Temps de travail, burn-out, addictions

Outre-Rhin, les médecins au chevet de leur propre santé

Par
Publié le 13/06/2019
Article réservé aux abonnés
ALLEMAGNE

ALLEMAGNE
Crédit photo : PHANIE

« Je veillerai à ma propre santé et à mon bien-être afin de prodiguer des soins irréprochables. »

Depuis 2017, les médecins allemands prononcent cette phrase lorsqu’ils prêtent leur serment de Genève, l’équivalent de notre serment d’Hippocrate. Dans les faits pourtant, trop de médecins continuent à s’épuiser et à se ruiner la santé au travail, comme l’a montré leur dernier congrès annuel, fin mai à Münster. 250 délégués des Ordres régionaux ainsi que les syndicats de professionnels ont réclamé aux autorités administratives et sanitaires des mesures concrètes pour remédier au burn-out et à l’épuisement de leurs confrères, en particulier ceux exerçant en ville.

Marchandisation de la santé

Alors qu'elle s’applique strictement dans tous les autres domaines de l’activité économique, la législation sur la durée et les conditions de travail pèche dans le secteur de la santé. Dans ce contexte, les médecins allemands exigent d’être débarrassés de toutes les tâches administratives. Ils réclament une réflexion nationale sur les conséquences de ce que le Dr Frank-Ulrich Montgomery, président du congrès et de l'Ordre fédéral des médecins, appelle depuis longtemps « la marchandisation croissante de la santé ».

Dans l’immédiat, l’Ordre, compétent en matière de formation continue, souhaite que cette dernière intègre des programmes destinés à améliorer la « résilience » des médecins face au stress, au burn-out et à la violence dont ils sont victimes.

Certains hôpitaux universitaires organisent déjà des séminaires pour les médecins et les soignants autour de ces sujets, de même que sur l’organisation du travail et les relations avec les patients.
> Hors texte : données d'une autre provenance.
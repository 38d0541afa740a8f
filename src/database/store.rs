use crate::error::app_error::AppError;
use crate::models::event::{SessionEvent, SessionEventType, UserEvent, UserEventType};
use crate::models::session::{NewSession, Session};
use crate::models::user::{UpsertedUser, User, UserUpsert};
use chrono::{DateTime, Utc};
use serde_json::Value as JsonValue;
use uuid::Uuid;

/// Session rows. Lookups only ever see sessions in a live state.
#[async_trait::async_trait]
pub trait SessionStore {
    async fn insert_session(&mut self, session: &NewSession) -> Result<Session, AppError>;
    async fn find_active_session(&mut self, id: &Uuid) -> Result<Option<Session>, AppError>;
    /// Like `find_active_session`, but holds the row lock until the transaction ends.
    async fn find_active_session_for_update(&mut self, id: &Uuid) -> Result<Option<Session>, AppError>;
    /// Only applies while the session has no user. Consent is OR-merged; returns rows affected.
    async fn link_session_to_user(&mut self, id: &Uuid, user_id: i32, agreed_to_cookie_policy: bool, now: DateTime<Utc>) -> Result<u64, AppError>;
    async fn expire_session(&mut self, id: &Uuid, now: DateTime<Utc>) -> Result<u64, AppError>;
    async fn agree_session_to_cookie_policy(&mut self, id: &Uuid, now: DateTime<Utc>) -> Result<Option<Session>, AppError>;
}

#[async_trait::async_trait]
pub trait UserStore {
    async fn upsert_user(&mut self, user: &UserUpsert) -> Result<UpsertedUser, AppError>;
    async fn find_user_by_identity_hash(&mut self, identity_hash: &str) -> Result<Option<User>, AppError>;
    async fn find_user_by_id(&mut self, id: i32) -> Result<Option<User>, AppError>;
    async fn find_users_by_ids(&mut self, ids: &[i32]) -> Result<Vec<User>, AppError>;
    /// Only applies to active users; returns rows affected.
    async fn agree_user_to_cookie_policy(&mut self, id: i32, now: DateTime<Utc>) -> Result<u64, AppError>;
}

/// Append-only audit trail for both sessions and users.
#[async_trait::async_trait]
pub trait EventLog {
    async fn append_session_event(
        &mut self,
        session_id: &Uuid,
        event_type: SessionEventType,
        timestamp: DateTime<Utc>,
        data: Option<JsonValue>,
    ) -> Result<(), AppError>;
    async fn list_session_events(&mut self, session_id: &Uuid) -> Result<Vec<SessionEvent>, AppError>;
    async fn append_user_event(&mut self, user_id: i32, event_type: UserEventType, timestamp: DateTime<Utc>, data: Option<JsonValue>) -> Result<(), AppError>;
    async fn list_user_events(&mut self, user_id: i32) -> Result<Vec<UserEvent>, AppError>;
    async fn count_user_events(&mut self, user_id: i32, event_type: UserEventType) -> Result<i64, AppError>;
}

/// One unit of work. Dropping it without `commit` rolls everything back.
#[async_trait::async_trait]
pub trait IdentityTransaction: SessionStore + UserStore + EventLog + Send {
    async fn commit(self) -> Result<(), AppError>;
}

#[async_trait::async_trait]
pub trait TransactionProvider: Send + Sync {
    type Transaction: IdentityTransaction;

    async fn begin(&self) -> Result<Self::Transaction, AppError>;
}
Médecins et soignants y trouvent un soutien psychologique en cas de stress post-traumatique lié à des agressions au travail.

Les addictions sont un autre sujet de préoccupation. Plusieurs enquêtes révèlent que 7 à 8 % des médecins sont ou ont été confrontés à un problème d’addiction durant leur carrière. 50 % des praticiens concernés ont développé une dépendance à l'alcool, 30 % ont un problème d’alcool et de médicaments et 5 % sont accros aux stupéfiants. Face à ce constat, les 17 Ordres régionaux ont décidé de proposer des programmes de prise en charge et de suivi maison. Les traitements peuvent être ambulatoires, ou organisés dans des cliniques spécialisées. Responsable à Berlin de l’une de ces cliniques, le Dr Bastien Willenborg souligne que la « mobilisation permanente » des médecins les mène tout droit au burn-out et aux addictions : pour les éviter, il importe d’apprendre très tôt à lever le pied et à garder le plaisir de travailler.

Enfin, au-delà des conséquences personnelles du burn-out, le congrès a été l'occasion de rappeler le coût sanitaire des fautes professionnelles liées à l’épuisement. Les erreurs de prescriptions seraient jusqu’à six fois plus fréquentes que chez des médecins détendus ou reposés, et le risque pour un patient de contracter une infection nosocomiale est deux fois plus élevé lorsqu’il est suivi par une équipe surmenée et stressée.